Recommandation No 15

Que le Canada étoffe le rôle qu’il joue en fournissant à l’Ukraine une assistance technique, en accordant plus d’importance aux partenariats bilatéraux à long terme qui exploitent le potentiel scientifique et technologique ukrainien.

Enfin, le soutien dans les domaines de l’énergie, de l’environnement et de la sécurité nucléaire a été un élément central de l’aide canadienne. Le plus important, c’est que le Canada a été, au sein du G8, l’un des principaux instigateurs du projet de renforcement du sarcophage qui entoure les restes de l’unité 4, détruite, à la centrale nucléaire de Tchernobyl. Ce « plan d’investissement pour le sarcophage de Tchernobyl » est administré par la Banque européenne pour la reconstruction et le développement, et il est financé par des donateurs du G8 et d’autres pays qui n’en sont pas membres. Le Canada a promis 50 millions de dollars pour ce projet, qui devrait s’achever d’ici 2008.

 

B. Les liens économiques entre le Canada et l’Ukraine

Les relations économiques entre le Canada et l’Ukraine peuvent sans doute être qualifiées de marginales, si on les compare à l’énormité du potentiel. En 2001, le commerce bilatéral entre les deux pays n’a totalisé que 81 millions de dollars, une baisse par rapport aux 148 millions de dollars de l’année précédente. L’Ukraine a certainement enregistré un excédent commercial, elle qui exporte surtout de l’acier au Canada. Les entreprises canadiennes n’envisagent qu’avec prudence, on peut le comprendre, d’exploiter les débouchés commerciaux sur le marché ukrainien.

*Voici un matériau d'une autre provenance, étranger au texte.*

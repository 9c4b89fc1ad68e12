use async_trait::async_trait;
use drill_core::domain::status::StepStatus;
use serde::Deserialize;
use std::sync::Arc;
use tracing::info;

use super::{JobHandler, StepContext, decode_payload};
use crate::collaborators::SourceSync;
use crate::error::StepError;

#[derive(Debug, Deserialize)]
#[serde(rename_all = "camelCase")]
struct SourceSyncPayload {
    git_http_url: String,
    #[serde(default)]
    access_token: String,
}

/// Brings the task's checkout up to date
pub struct SourceSyncHandler {
    sync: Arc<dyn SourceSync>,
}

impl SourceSyncHandler {
    pub fn new(sync: Arc<dyn SourceSync>) -> Self {
        Self { sync }
    }
}

#[async_trait]
impl JobHandler for SourceSyncHandler {
    async fn run(
        &self,
        step: &StepContext<'_>,
        payload: &serde_json::Value,
    ) -> Result<(), StepError> {
        let payload = match decode_payload::<SourceSyncPayload>("source sync", payload) {
            Ok(payload) => payload,
            Err(e) => {
                step.report(StepStatus::Failed, e.to_string()).await;
                return Err(e);
            }
        };
        let dir = match step.checkout_dir() {
            Ok(dir) => dir,
            Err(e) => {
                step.report(StepStatus::Failed, e.to_string()).await;
                return Err(e);
            }
        };

        info!(
            task_id = step.task.task_id,
            step = step.step_name,
            dir = %dir.display(),
            "Syncing sources"
        );
        let output = self
            .sync
            .sync(&payload.git_http_url, &dir, &payload.access_token)
            .await;

        match output.result {
            Ok(()) => {
                step.report(StepStatus::Success, output.progress).await;
                Ok(())
            }
            Err(e) => {
                step.report(
                    StepStatus::Failed,
                    format!("{}\nerror: {:#}", output.progress, e),
                )
                .await;
                Err(StepError::External(format!("source sync failed: {:#}", e)))
            }
        }
    }
}
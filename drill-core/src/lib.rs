//! Drill Core
//!
//! Core types shared by the Drill worker and its coordinator client.
//!
//! This crate contains:
//! - Domain types: tasks, pipeline step-trees, statuses and progress markers
//! - DTOs: the event envelope and response shapes exchanged with the coordinator

pub mod domain;
pub mod dto;
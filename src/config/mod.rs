mod settings;

use config::{Config, ConfigError, Environment, File};

use crate::config::settings::PartialSettings;

pub use settings::{BrokerSettings, ServerSettings, Settings};

/// Loads configuration from `config/default` (optional) and the environment,
/// filling anything missing from the defaults.
pub fn load_config() -> Result<Settings, ConfigError> {
    let builder = Config::builder()
        .add_source(File::with_name("config/default").required(false))
        .add_source(Environment::default().separator("_"));

    let config = builder.build()?;

    let partial: PartialSettings = config.try_deserialize()?;
    let default = Settings::default();

    Ok(Settings {
        server: ServerSettings {
            host: partial
                .server
                .as_ref()
                .and_then(|s| s.host.clone())
                .unwrap_or(default.server.host),
            port: partial
                .server
                .as_ref()
                .and_then(|s| s.port)
                .unwrap_or(default.server.port),
        },
        broker: BrokerSettings {
            queue_capacity: partial
                .broker
                .as_ref()
                .and_then(|b| b.queue_capacity)
                .unwrap_or(default.broker.queue_capacity),
        },
    })
}
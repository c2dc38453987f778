use serde::Serialize;

use crate::store::Post;

/// Payload delivered to subscribers of a topic.
///
/// Serialized to JSON when relayed over the wire, with an `event` tag so
/// clients can tell the two families apart.
#[derive(Debug, Clone, PartialEq, Serialize)]
#[serde(tag = "event", rename_all = "snake_case")]
pub enum Event {
    /// A post was added to `channel`. Published to `Topic::Posts(channel)`.
    NewPost { channel: String, post: Post },
    /// A channel named `name` was created. Published to `Topic::Channels`.
    NewChannel { name: String },
}
pub mod engine;
pub mod event;
pub mod registry;
pub mod subscriber;
pub mod topic;

pub use engine::Broker;
pub use event::Event;
pub use subscriber::{SubscriberId, Subscription};
pub use topic::Topic;
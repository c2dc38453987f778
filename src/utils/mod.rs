//! Shared utilities: logging setup and the top-level error type.

pub mod error;
pub mod logging;
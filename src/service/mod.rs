//! The `service` module binds the channel store and the broker into the
//! operations the transport layer calls: queries, mutations that publish
//! their events, and subscription feeds.

pub mod message_board;

pub use message_board::MessageBoard;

En 2000, les investissements du Canada en Ukraine s’élevaient à 80 millions de dollars, et ils étaient concentrés dans les secteurs du pétrole, du gaz et du verre. Parmi les sociétés en cause, notons la Northland Power, qui participe au projet Darnitsia, et Nadra Resources, qui met en valeur le potentiel pétrolier et gazier de l’Ukraine. Il serait possible de faire plus, si le climat s’améliorait pour les investissements étrangers et si on mettait en place un système juridique plus efficace pour faire respecter les contrats commerciaux.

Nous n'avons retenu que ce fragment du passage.